Your question is "how can we make this easier?". I think the answer is that on that timeline, you really can't. Given that you only have days, I would enlist the doctor to follow through on whatever health change has occurred and use that as the frame for the doctor to order the move. A hospital stay might even help facilitate the change. If presented as "doctor's orders", then the doc can play the bad guy, and you can be the sympathetic and helpful child.

I had done a lot of research before selecting a place for my dad, and so I made a show of sharing my documentation, and showing my dad my reasoning for choosing the place that I did. It did seem to help him to see that I was being thoughtful and thorough, and while he could have used that opening to argue for something else, he was also at the point where his dementia prevented him from genuinely being able to quibble over details. He just knew that he didn't want to move. I gave him the "choice" of which apartment he wanted (the facility had two different units available on different floors with different views) to shift the argument from "if" he would move to "which unit" would he move to. Sounds like your timeline is too short even for that, but my point is that you can make it clear that you are doing everything in your power to manage and negotiate things in his favor, and commiserate that it sucks, but that it is happening and you are doing everything you can for him.

Is he able to move any of his furniture and belongings to the new place or is it more of a nursing home kind of setup? If so, a short hospital admission would enable you to move some of his things in so that when he arrives he has something familiar there.
posted by amusebuche at 7:51 PM on September 23 [1 favorite]

Best answer: I had to talk my dad and my sister and mom tried to trick him into it against my wishes. We got to the place and when my dad figured out what was happening, he wrestled away from the staff and ran out the door. I jumped in the my car and picked him up as he ran from the place (along with my infant) and we drove around for a few hours.
I convinced him that this place was the very best there was to offer, and if he resisted, he'd end up in a really lousy place. I said something is going on with his brain, and they really need to figure out what it is. He agreed to go, but when we went back they wouldn't take him. He did indeed, go to a terrible place.

I would suggest the place based on how terrific it is and the worst alternatives.
posted by ReluctantViking at 9:13 AM on September 24 [1 favorite]

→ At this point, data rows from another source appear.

//! Integration test: properties that hold for every struct and command of
//! the sample registry.

mod common;

use std::collections::HashSet;

use common::{set, FakeDriver};
use vkmarshal_types::extension::default_root_type_mappings;
use vkmarshal_types::sample::sample_registry;
use vkmarshal_types::{classify, needs_presence_check, STRUCTURE_TYPE_MAX_ENUM};
use vkmarshal_wire::{
    Codec, CountingStream, Decoder, Encoder, Frame, HandleMapping, Loopback, PacketHeader, StructValue, Value,
    WireError, WireReader, WireSink, WireWriter, HEADER_SIZE,
};

#[test]
fn test_zeroed_structs_round_trip() {
    let reg = sample_registry().unwrap();
    let codec = Codec::new(&reg, &default_root_type_mappings());
    for (compound, _) in reg.ordered_compounds() {
        let value = codec.zeroed_struct(&compound.name).unwrap();
        let mut w = WireWriter::new();
        codec
            .write_struct(&mut w, compound, &value, STRUCTURE_TYPE_MAX_ENUM, HandleMapping::none())
            .unwrap_or_else(|e| panic!("{}: {e}", compound.name));
        let bytes = w.into_inner();

        let mut r = WireReader::new(&bytes);
        let back = codec
            .read_struct(&mut r, compound, STRUCTURE_TYPE_MAX_ENUM, HandleMapping::none())
            .unwrap_or_else(|e| panic!("{}: {e}", compound.name));
        assert_eq!(back, value, "{} did not round trip", compound.name);
        assert_eq!(r.remaining(), 0, "{} left bytes unread", compound.name);
    }
}

#[test]
fn test_filled_struct_round_trips() {
    let reg = sample_registry().unwrap();
    let codec = Codec::new(&reg, &default_root_type_mappings());
    let mut app = codec.zeroed_struct("VkApplicationInfo").unwrap();
    app.set("pApplicationName", "demo");
    app.set("apiVersion", Value::Int(0x0040_3000));
    let mut info = codec.zeroed_struct("VkInstanceCreateInfo").unwrap();
    info.set("pApplicationInfo", app);
    info.set("enabledLayerCount", Value::Int(2));
    info.set(
        "ppEnabledLayerNames",
        Value::StrArray(vec!["VK_LAYER_one".into(), "VK_LAYER_two".into()]),
    );

    let compound = reg.compound("VkInstanceCreateInfo").unwrap();
    let mut w = WireWriter::new();
    codec
        .write_struct(&mut w, compound, &info, STRUCTURE_TYPE_MAX_ENUM, HandleMapping::none())
        .unwrap();
    let back = codec
        .read_struct(&mut WireReader::new(w.as_slice()), compound, STRUCTURE_TYPE_MAX_ENUM, HandleMapping::none())
        .unwrap();
    assert_eq!(back, info);
}

#[test]
fn test_packet_length_is_header_plus_counted_body() {
    let reg = sample_registry().unwrap();
    let encoder = Encoder::new(&reg);
    for (api, _) in reg.ordered_commands() {
        let params = encoder.zeroed_params(&api.name).unwrap();
        let packet = encoder
            .encode(&api.name, &params)
            .unwrap_or_else(|e| panic!("{}: {e}", api.name));
        let header = PacketHeader::parse(&packet).unwrap();
        assert_eq!(header.length as usize, packet.len(), "{}", api.name);
        assert_eq!(
            packet.len(),
            HEADER_SIZE + encoder.body_size(&api.name, &params).unwrap(),
            "{}",
            api.name
        );
    }
}

#[test]
fn test_every_command_survives_a_round_trip() {
    let reg = sample_registry().unwrap();
    let link = Loopback::new(Encoder::new(&reg), Decoder::new(&reg, FakeDriver::new()));
    for (api, _) in reg.ordered_commands() {
        let params = link.encoder().zeroed_params(&api.name).unwrap();
        let result = link
            .call(&api.name, params)
            .unwrap_or_else(|e| panic!("{}: {e}", api.name));
        if api.has_return() {
            assert_eq!(result.ret, Value::Int(0), "{}", api.name);
        } else {
            assert_eq!(result.ret, Value::Null, "{}", api.name);
        }
    }
}

#[test]
fn test_created_handles_resolve_on_both_sides() {
    let reg = sample_registry().unwrap();
    let link = Loopback::new(Encoder::new(&reg), Decoder::new(&reg, FakeDriver::new()));
    let mut locals = Vec::new();
    for _ in 0..3 {
        let params = link.encoder().zeroed_params("vkCreateInstance").unwrap();
        let result = link.call("vkCreateInstance", params).unwrap();
        locals.push(result.param("pInstance").and_then(Value::as_u64).unwrap());
    }

    let encoder = link.encoder();
    let decoder = link.decoder();
    let unique: HashSet<u64> = locals.iter().copied().collect();
    assert_eq!(unique.len(), 3);
    for (i, local) in locals.iter().enumerate() {
        let boxed = encoder.handles().unwrap(*local).unwrap();
        assert_eq!(encoder.handles().to_local(boxed), Some(*local));
        let driver = decoder.driver_handle(boxed).unwrap();
        assert_eq!(driver, common::FIRST_DRIVER_HANDLE + i as u64);
        assert_eq!(decoder.handles().to_local(driver), Some(boxed));
    }
}

#[test]
fn test_every_extension_struct_has_a_case() {
    let reg = sample_registry().unwrap();
    let codec = Codec::new(&reg, &default_root_type_mappings());
    for (compound, _) in reg.extension_structs() {
        let value = reg.structure_type_value(compound).unwrap();
        assert!(
            codec.dispatch().lookup(value, STRUCTURE_TYPE_MAX_ENUM).is_some(),
            "{} has no dispatch case",
            compound.name
        );
    }
    assert!(codec.dispatch().lookup(0x7FFF_FFF0, STRUCTURE_TYPE_MAX_ENUM).is_none());
}

#[test]
fn test_unknown_extension_is_skipped_on_write_and_rejected_on_read() {
    let reg = sample_registry().unwrap();
    let codec = Codec::new(&reg, &default_root_type_mappings());
    let stranger = StructValue::new("VkUnknownEXT")
        .with("sType", Value::Int(0x7FFF_FFF0))
        .with("pNext", Value::Null);

    let mut w = WireWriter::new();
    codec
        .write_extension(&mut w, &Value::Struct(stranger), STRUCTURE_TYPE_MAX_ENUM, HandleMapping::none())
        .unwrap();
    assert_eq!(w.as_slice(), &[0]);

    let mut bytes = vec![1];
    bytes.extend(0x7FFF_FFF0u32.to_be_bytes());
    let err = codec
        .read_extension(&mut WireReader::new(&bytes), STRUCTURE_TYPE_MAX_ENUM, HandleMapping::none())
        .unwrap_err();
    assert!(matches!(err, WireError::UnknownExtension(0x7FFF_FFF0)));
}

#[test]
fn test_opcodes_are_unique_and_cover_every_command() {
    let reg = sample_registry().unwrap();
    let encoder = Encoder::new(&reg);
    let opcodes = encoder.opcodes();
    let values: HashSet<u32> = opcodes.iter().map(|(op, _)| op).collect();
    assert_eq!(values.len(), opcodes.len());
    for (api, _) in reg.ordered_commands() {
        let op = opcodes.opcode(&api.name).unwrap();
        assert_eq!(opcodes.command(op), Some(api.name.as_str()));
    }
}

#[test]
fn test_absent_optional_pointers_take_one_byte() {
    let reg = sample_registry().unwrap();
    let codec = Codec::new(&reg, &default_root_type_mappings());
    for (compound, _) in reg.ordered_compounds() {
        let value = codec.zeroed_struct(&compound.name).unwrap();
        let frame = Frame::of_struct(compound, &value.fields);
        for member in compound.marshaled_members() {
            if !needs_presence_check(member, classify(member, &reg)) {
                continue;
            }
            let mut counter = CountingStream::new();
            let mut root = STRUCTURE_TYPE_MAX_ENUM;
            codec
                .write(&mut counter, member, &Value::Null, frame, &mut root, HandleMapping::none())
                .unwrap();
            assert_eq!(counter.bytes_written(), 1, "{}.{}", compound.name, member.param_name);
        }
    }
}

#[test]
fn test_present_optional_string_adds_its_bytes() {
    let reg = sample_registry().unwrap();
    let encoder = Encoder::new(&reg);
    let params = encoder.zeroed_params("vkEnumerateInstanceExtensionProperties").unwrap();
    let absent = encoder
        .body_size("vkEnumerateInstanceExtensionProperties", &params)
        .unwrap();

    let mut named = params.clone();
    set(&mut named, "pLayerName", "VK_LAYER_x");
    let present = encoder
        .body_size("vkEnumerateInstanceExtensionProperties", &named)
        .unwrap();
    assert_eq!(present, absent + 4 + "VK_LAYER_x".len() + 1);
}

Response by poster: Thank you so much everyone.

In response to:
I'm curious about the "move in date is in a few days" part. Was there something that happened to require an immediate change?

We were waiting for a spot to become available and were only given a few days' notice. We didn't want to have the same conversation repeatedly over months because he doesn't remember anyway, but he would retain the negative emotional part.
posted by Frenchy67 at 10:30 AM on September 25

Best answer: You say the room that opened up is smaller and less nice. Do you know how long it's likely to be until a nicer room opens up? Could he take the smaller room while waiting for the better one? I have a narcissistic father also and agree the best way to convince him to do anything is to make it seem like something exclusive and fitting for his refined tastes. My father wants people to be envious of him so if yours is similar if you can think of something that your father would be able to boast about with this facility then play that up. Do any well known rich people stay there? Have the doctors treated any celebrities? Is it in a fancy part of town even? Etc.